There is a good range of artefacts from across the history of medicine; one particularly fascinating item is a built-up boot that would have been worn by someone with a short or deformed leg back in the 19th century. Other artefacts include an early 19th century operating chair, which was used at the old Worcester Royal Infirmary in the city centre; it has holes in the sides to strap patients in and hold them still – vital for pre-anaesthetic days.
It’s not just all about medical history, however – if you’re researching the history of crime, you’ll also find something in particular here to whet your interest. Firstly, in the museum itself, is a wizened looking death mask, which doesn’t look terribly appealing. It’s perhaps not in the best of conditions, but it’s an unusual specimen. It is the death mask of a man with microcephaly – where the head is far smaller than normal. Although his name isn’t known, it’s believed he was probably an agricultural labourer who was convicted of sheep-stealing, and hanged in Worcester in 1800. His body was obviously in keen demand by medical men due to his condition, and hence the interest in creating a death mask after his execution. This isn’t, though, the only death mask on display – although it’s oddly easy to miss the others. On your way in or out of the museum doors, look above you: there are two shelves, each full of other criminal death masks.

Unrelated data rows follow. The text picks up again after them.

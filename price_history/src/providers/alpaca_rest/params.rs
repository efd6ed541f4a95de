use chrono::SecondsFormat;
use serde::{Deserialize, Serialize};

use crate::{
    models::{
        request_params::{BarsRequestParams, ProviderParams},
        timeframe::TimeFrame,
    },
};

/// Specifies the corporate action adjustment for stock data.
#[derive(Clone, Copy, Debug, Serialize, Deserialize, Default, PartialEq, Eq)]
#[serde(rename_all = "snake_case")]
pub enum Adjustment {
    Raw,
    Split,
    Dividend,
    /// Split and dividend adjusted, what charting expects.
    #[default]
    All,
}

impl Adjustment {
    fn as_str(self) -> &'static str {
        match self {
            Adjustment::Raw => "raw",
            Adjustment::Split => "split",
            Adjustment::Dividend => "dividend",
            Adjustment::All => "all",
        }
    }
}

/// Specifies the source feed for stock data.
#[derive(Clone, Copy, Debug, Serialize, Deserialize, PartialEq, Eq)]
#[serde(rename_all = "snake_case")]
pub enum Feed {
    Sip,
    Iex,
    Otc,
}

impl Feed {
    fn as_str(self) -> &'static str {
        match self {
            Feed::Sip => "sip",
            Feed::Iex => "iex",
            Feed::Otc => "otc",
        }
    }
}

/// Alpaca-specific parameters for a bars request.
#[derive(Clone, Debug, Serialize, Deserialize, Default)]
pub struct AlpacaBarsParams {
    #[serde(skip_serializing_if = "Option::is_none")]
    pub adjustment: Option<Adjustment>,
    #[serde(skip_serializing_if = "Option::is_none")]
    pub feed: Option<Feed>,
    #[serde(skip_serializing_if = "Option::is_none")]
    pub limit: Option<u32>,
}

fn timeframe_param(tf: TimeFrame) -> &'static str {
    match tf {
        TimeFrame::Day => "1Day",
    }
}

/// Builds the query string pairs for `GET /v2/stocks/bars`, without a page token.
pub fn construct_params(params: &BarsRequestParams) -> Vec<(String, String)> {
    let alpaca = match &params.provider_specific {
        ProviderParams::Alpaca(p) => p.clone(),
        ProviderParams::None => AlpacaBarsParams::default(),
    };

    let mut query = vec![
        ("symbols".to_string(), params.symbols.join(",")),
        ("timeframe".to_string(), timeframe_param(params.timeframe).to_string()),
        (
            "start".to_string(),
            params.start.to_rfc3339_opts(SecondsFormat::Secs, true),
        ),
        (
            "end".to_string(),
            params.end.to_rfc3339_opts(SecondsFormat::Secs, true),
        ),
        (
            "adjustment".to_string(),
            alpaca.adjustment.unwrap_or_default().as_str().to_string(),
        ),
        // Chronological order is what the normalizer expects.
        ("sort".to_string(), "asc".to_string()),
    ];
    if let Some(feed) = alpaca.feed {
        query.push(("feed".to_string(), feed.as_str().to_string()));
    }
    if let Some(limit) = alpaca.limit {
        query.push(("limit".to_string(), limit.to_string()));
    }
    query
}

#[cfg(test)]
mod tests {
    use chrono::NaiveDate;

    use super::*;
    use crate::models::window::LookbackWindow;

    fn value<'a>(query: &'a [(String, String)], key: &str) -> Option<&'a str> {
        query.iter().find(|(k, _)| k == key).map(|(_, v)| v.as_str())
    }

    #[test]
    fn daily_query() {
        let today = NaiveDate::from_ymd_opt(2024, 2, 1).unwrap();
        let params = BarsRequestParams::daily("MSFT", &LookbackWindow::ending(today, 31));
        let query = construct_params(&params);

        assert_eq!(value(&query, "symbols"), Some("MSFT"));
        assert_eq!(value(&query, "timeframe"), Some("1Day"));
        assert_eq!(value(&query, "start"), Some("2024-01-01T00:00:00Z"));
        assert_eq!(value(&query, "end"), Some("2024-02-01T00:00:00Z"));
        assert_eq!(value(&query, "adjustment"), Some("all"));
        assert_eq!(value(&query, "sort"), Some("asc"));
        assert_eq!(value(&query, "feed"), None);
    }

    #[test]
    fn provider_specific_overrides() {
        let today = NaiveDate::from_ymd_opt(2024, 2, 1).unwrap();
        let mut params = BarsRequestParams::daily("MSFT", &LookbackWindow::ending(today, 31));
        params.provider_specific = ProviderParams::Alpaca(AlpacaBarsParams {
            adjustment: Some(Adjustment::Raw),
            feed: Some(Feed::Iex),
            limit: Some(500),
        });
        let query = construct_params(&params);

        assert_eq!(value(&query, "adjustment"), Some("raw"));
        assert_eq!(value(&query, "feed"), Some("iex"));
        assert_eq!(value(&query, "limit"), Some("500"));
    }
}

Onto more positive themes, however, and there’s information about an oral history project that the museum is running, which aims to record the memories of local people who have worked in medicine and health care over the past century. You can also find out about a new publication the Worcester medical museums have produced – Doctor Sherlock’s Casebook, by Dr Frank Compton, lists the patients who were admitted to the Worcester City and County Pauper Lunatic Asylum between 1854 and 1881 (contact the museum to find out more).
Whichever bit of medical history you’re interested in, you’re bound to find something to get your attention at this tiny museum; it’s well worth the trip to hospital!